Ilmo. Sr. Prof. Dr. Roberto Luis D’Ávila,  presidente do Conselho Federal de Medicina;
Ilmo. Sr. Prof. Dr. José Leite Saraiva, presidente da Federação Brasileira das Academias de Medicina;
Ilmo. Sr. Prof. Dr. Pietro Novelino , presidente da Academia Nacional de Medicina;
Ilmo. Sr. Dr. José Abelardo Garcia de Meneses, presidente do Conselho Regional de Medicina do Estado da Bahia;
Ilmo. Sr. Prof. Dr. Pietro Novelino , presidente da Academia Nacional de Medicina
Ilmo. Sr. Professor Dr. Antonio Carlos Vieira Lopes, presidente da Associação Bahiana de Medicina;
Ilmo. Sr. Dr. Francisco Magalhães, presidente do Sindicado dos Médicos da Bahia;
Ilma. Sra. Profa. Dra. Lorene Pinto, diretora da Faculdade de Medicina da Universidade Federal da Bahia;
Ilma. Sra. Profa. Dra. Maria Luisa Soliani, diretora da Faculdade Bahiana de Medicina e Saúde Pública.
Ilmo. Sr. Ex-governador e Ministro da Saúde professor Roberto Santos.
Ilmo. Sr. Dr. Jorge Cerqueira, presidente do Instituto de Historia da Medicina e Ciências a fins.

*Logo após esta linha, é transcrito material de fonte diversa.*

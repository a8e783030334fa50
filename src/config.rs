//! CLI arguments and configuration file handling.

use std::path::{Path, PathBuf};
use std::time::Duration;

use clap::{Args, Parser, Subcommand, ValueEnum};
use serde::{Deserialize, Serialize};

use crate::server::ServerOptions;
use crate::Result;

#[derive(Debug, Parser)]
#[command(name = "methq")]
#[command(version, about = "methylome query engine")]
pub struct Cli {
    #[command(flatten)]
    pub common: CommonArgs,

    #[command(subcommand)]
    pub command: Option<Commands>,
}

#[derive(Debug, Clone, Args)]
pub struct CommonArgs {
    /// Log level
    #[arg(short = 'v', long, global = true, value_enum, default_value_t = LogLevel::Info)]
    pub log_level: LogLevel,

    /// Append log output to this file instead of stderr
    #[arg(short = 'l', long, global = true, value_name = "PATH")]
    pub log_file: Option<PathBuf>,

    /// Configuration file (default: ~/.config/methq/config.json)
    #[arg(short = 'c', long, global = true, value_name = "PATH")]
    pub config_file: Option<PathBuf>,

    /// Write a configuration template to PATH and exit
    #[arg(long, global = true, value_name = "PATH")]
    pub make_config: Option<PathBuf>,
}

#[derive(Debug, Clone, Copy, PartialEq, Eq, ValueEnum)]
pub enum LogLevel {
    Debug,
    Info,
    Warning,
    Error,
}

impl LogLevel {
    pub fn as_filter(self) -> &'static str {
        match self {
            LogLevel::Debug => "debug",
            LogLevel::Info => "info",
            LogLevel::Warning => "warn",
            LogLevel::Error => "error",
        }
    }
}

impl std::fmt::Display for LogLevel {
    fn fmt(&self, f: &mut std::fmt::Formatter<'_>) -> std::fmt::Result {
        let name = match self {
            LogLevel::Debug => "debug",
            LogLevel::Info => "info",
            LogLevel::Warning => "warning",
            LogLevel::Error => "error",
        };
        f.write_str(name)
    }
}

#[derive(Debug, Subcommand)]
pub enum Commands {
    /// Build a CpG index from a reference genome
    Index(IndexArgs),
    /// Build a methylome from an external per-CpG counts file
    Format(FormatArgs),
    /// Verify index and methylome integrity
    Check(CheckArgs),
    /// Sum methylomes into one
    Merge(MergeArgs),
    /// Re-encode a methylome payload
    Compress(CompressArgs),
    /// Aggregate a methylome over uniform genomic bins
    Bins(BinsArgs),
    /// Aggregate a methylome over intervals from a BED file
    Intervals(IntervalsArgs),
    /// Run the query server
    Server(ServerArgs),
    /// Write a configuration template
    Config(ConfigArgs),
}

#[derive(Debug, Args)]
pub struct IndexArgs {
    /// Reference genome FASTA file
    #[arg(short = 'g', long)]
    pub genome: PathBuf,

    /// Output index payload path (metadata sidecar is derived)
    #[arg(short = 'o', long)]
    pub output: PathBuf,

    /// Assembly name (default: output file stem)
    #[arg(short = 'a', long)]
    pub assembly: Option<String>,
}

#[derive(Debug, Args)]
pub struct FormatArgs {
    /// Per-CpG counts input file (plain or gzipped)
    #[arg(short = 'm', long)]
    pub meth: PathBuf,

    /// CpG index payload for the target assembly
    #[arg(short = 'x', long)]
    pub index: PathBuf,

    /// Output methylome payload path
    #[arg(short = 'o', long)]
    pub output: PathBuf,

    /// Deflate the output payload
    #[arg(short = 'z', long)]
    pub zip: bool,
}

#[derive(Debug, Args)]
pub struct CheckArgs {
    /// CpG index payload to verify, and to cross-check methylomes against
    #[arg(short = 'x', long)]
    pub index: Option<PathBuf>,

    /// Methylome payloads to verify
    #[arg(short = 'm', long = "methylome")]
    pub methylomes: Vec<PathBuf>,
}

#[derive(Debug, Args)]
pub struct MergeArgs {
    /// Output methylome payload path
    #[arg(short = 'o', long)]
    pub output: PathBuf,

    /// Deflate the output payload
    #[arg(short = 'z', long)]
    pub zip: bool,

    /// Input methylome payloads
    #[arg(required = true, num_args = 2..)]
    pub inputs: Vec<PathBuf>,
}

#[derive(Debug, Args)]
pub struct CompressArgs {
    /// Input methylome payload
    #[arg(short = 'i', long)]
    pub input: PathBuf,

    /// Output methylome payload
    #[arg(short = 'o', long)]
    pub output: PathBuf,

    /// Write the output plain instead of deflated
    #[arg(short = 'u', long)]
    pub decompress: bool,
}

#[derive(Debug, Args)]
pub struct BinsArgs {
    /// CpG index payload
    #[arg(short = 'x', long)]
    pub index: PathBuf,

    /// Methylome payload
    #[arg(short = 'm', long)]
    pub methylome: PathBuf,

    /// Bin size in bases
    #[arg(short = 'b', long)]
    pub bin_size: u32,

    /// Emit a covered-sites column
    #[arg(long)]
    pub coverage: bool,

    /// Output file (default: stdout)
    #[arg(short = 'o', long)]
    pub output: Option<PathBuf>,
}

#[derive(Debug, Args)]
pub struct IntervalsArgs {
    /// CpG index payload
    #[arg(short = 'x', long)]
    pub index: PathBuf,

    /// Methylome payload
    #[arg(short = 'm', long)]
    pub methylome: PathBuf,

    /// BED-style intervals file
    #[arg(short = 'i', long)]
    pub intervals: PathBuf,

    /// Emit a covered-sites column
    #[arg(long)]
    pub coverage: bool,

    /// Output file (default: stdout)
    #[arg(short = 'o', long)]
    pub output: Option<PathBuf>,
}

#[derive(Debug, Args)]
pub struct ServerArgs {
    /// Host address to bind
    #[arg(short = 's', long, env = "METHQ_HOST")]
    pub hostname: Option<String>,

    /// Port to listen on
    #[arg(short = 'p', long, env = "METHQ_PORT")]
    pub port: Option<u16>,

    /// Directory of methylome payloads
    #[arg(short = 'm', long, env = "METHQ_METHYLOME_DIR")]
    pub methylome_dir: Option<PathBuf>,

    /// Directory of CpG index payloads
    #[arg(short = 'x', long, env = "METHQ_INDEX_DIR")]
    pub index_dir: Option<PathBuf>,

    /// Maximum resident methylomes
    #[arg(short = 'r', long)]
    pub max_resident: Option<usize>,

    /// Executor threads
    #[arg(short = 't', long)]
    pub n_threads: Option<usize>,

    /// Detach from the terminal and run in the background
    #[arg(short = 'd', long)]
    pub daemonize: bool,

    /// PID file written when daemonized
    #[arg(long, value_name = "PATH")]
    pub pid_file: Option<PathBuf>,
}

#[derive(Debug, Args)]
pub struct ConfigArgs {
    /// Where to write the template (default: the per-user config path)
    #[arg(short = 'o', long)]
    pub output: Option<PathBuf>,
}

/// Settings persisted in the JSON configuration file. CLI flags win over
/// file values; file values win over the defaults below.
#[derive(Debug, Clone, Serialize, Deserialize)]
#[serde(default)]
pub struct FileConfig {
    pub host: String,
    pub port: u16,
    pub methylome_dir: PathBuf,
    pub index_dir: PathBuf,
    pub max_resident: usize,
    pub n_threads: usize,
    pub read_timeout_secs: u64,
    pub write_timeout_secs: u64,
    pub request_deadline_secs: u64,
    pub admission_timeout_secs: u64,
    pub grace_period_secs: u64,
}

impl Default for FileConfig {
    fn default() -> Self {
        FileConfig {
            host: "127.0.0.1".to_string(),
            port: 5000,
            methylome_dir: PathBuf::from("."),
            index_dir: PathBuf::from("."),
            max_resident: 32,
            n_threads: std::thread::available_parallelism()
                .map(|n| n.get())
                .unwrap_or(4),
            read_timeout_secs: 10,
            write_timeout_secs: 10,
            request_deadline_secs: 60,
            admission_timeout_secs: 10,
            grace_period_secs: 5,
        }
    }
}

impl FileConfig {
    /// Load from an explicit path (which must exist) or from the per-user
    /// default path (which may be absent).
    pub fn load(explicit: Option<&Path>) -> Result<FileConfig> {
        let path = match explicit {
            Some(path) => path.to_path_buf(),
            None => match default_config_path() {
                Some(path) if path.exists() => path,
                _ => return Ok(FileConfig::default()),
            },
        };
        let text = std::fs::read_to_string(&path)?;
        Ok(serde_json::from_str(&text)?)
    }

    pub fn write(&self, path: &Path) -> Result<()> {
        if let Some(parent) = path.parent() {
            std::fs::create_dir_all(parent)?;
        }
        std::fs::write(path, serde_json::to_string_pretty(self)?)?;
        Ok(())
    }

    pub fn server_options(&self) -> ServerOptions {
        ServerOptions {
            read_timeout: Duration::from_secs(self.read_timeout_secs),
            write_timeout: Duration::from_secs(self.write_timeout_secs),
            request_deadline: Duration::from_secs(self.request_deadline_secs),
            grace_period: Duration::from_secs(self.grace_period_secs),
        }
    }

    pub fn admission_timeout(&self) -> Duration {
        Duration::from_secs(self.admission_timeout_secs)
    }
}

/// Per-user configuration file location.
pub fn default_config_path() -> Option<PathBuf> {
    std::env::var_os("HOME").map(|home| {
        PathBuf::from(home)
            .join(".config")
            .join("methq")
            .join("config.json")
    })
}

/// Write a config template with the documented defaults.
pub fn write_template(path: &Path) -> Result<()> {
    FileConfig::default().write(path)
}

#[cfg(test)]
mod tests {
    use super::*;

    #[test]
    fn defaults_roundtrip_through_file() {
        let dir = tempfile::tempdir().unwrap();
        let path = dir.path().join("conf/config.json");
        write_template(&path).unwrap();
        let loaded = FileConfig::load(Some(&path)).unwrap();
        assert_eq!(loaded.port, FileConfig::default().port);
        assert_eq!(loaded.max_resident, 32);
    }

    #[test]
    fn partial_file_fills_in_defaults() {
        let dir = tempfile::tempdir().unwrap();
        let path = dir.path().join("config.json");
        std::fs::write(&path, r#"{"port": 9999}"#).unwrap();
        let loaded = FileConfig::load(Some(&path)).unwrap();
        assert_eq!(loaded.port, 9999);
        assert_eq!(loaded.host, "127.0.0.1");
    }

    #[test]
    fn explicit_missing_file_is_an_error() {
        assert!(FileConfig::load(Some(Path::new("/nonexistent/methq.json"))).is_err());
    }
}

Digníssimos Acadêmicos , confrades  deste Sodalício;
colegas conselheiros do CFM e do CREMEB;
colegas de turma, colegas de especialidade e de trabalho;
clientes, amigos de toda vida, aqui me honrando com suas presenças.Meus familiares, base de tudo, simbolizados na presença de D. Gercy Brandão,
minha mãe, aqui presente;

Minhas senhoras e meus senhores:

Quero expressar minha imensa alegria e sentimento de felicidade por estar vivendo esta noite, na qual tomo posse na gloriosa e honrada Academia de Medicina da Bahia (AMB). Sim, estou realizando um sonho, muito acalentado, por cerca de dez anos.

Conscientemente, o desejo de pertencer à Academia de Medicina da Bahia nasceu quando, no início da década passada, compareci na condição de presidente do egrégio Conselho Regional de Medicina da Bahia à posse, nesta academia, do ex-governador e ministro da saúde, professor Roberto Santos. Que noite memorável! O novel acadêmico foi brilhantemente saudado pelo hoje presidente da Academia de Medicina da Bahia, professor Almério Machado. Já no fim desta solenidade, durante o coquetel, o inesquecível e Emérito membro desta Academia, Prof. Jesuíno Netto, surpreendeu-me e com seu jeito peculiar de falar, disse-me: “Então, companheiro, quero vê-lo aqui na Academia, após seu mandato à frente do Cremeb”. Tal incentivo, vindo do mestre Jesuíno, referência simbólica maior da ética médica na Bahia, tocou-me profundamente e plantou definitivamente este desejo em mim.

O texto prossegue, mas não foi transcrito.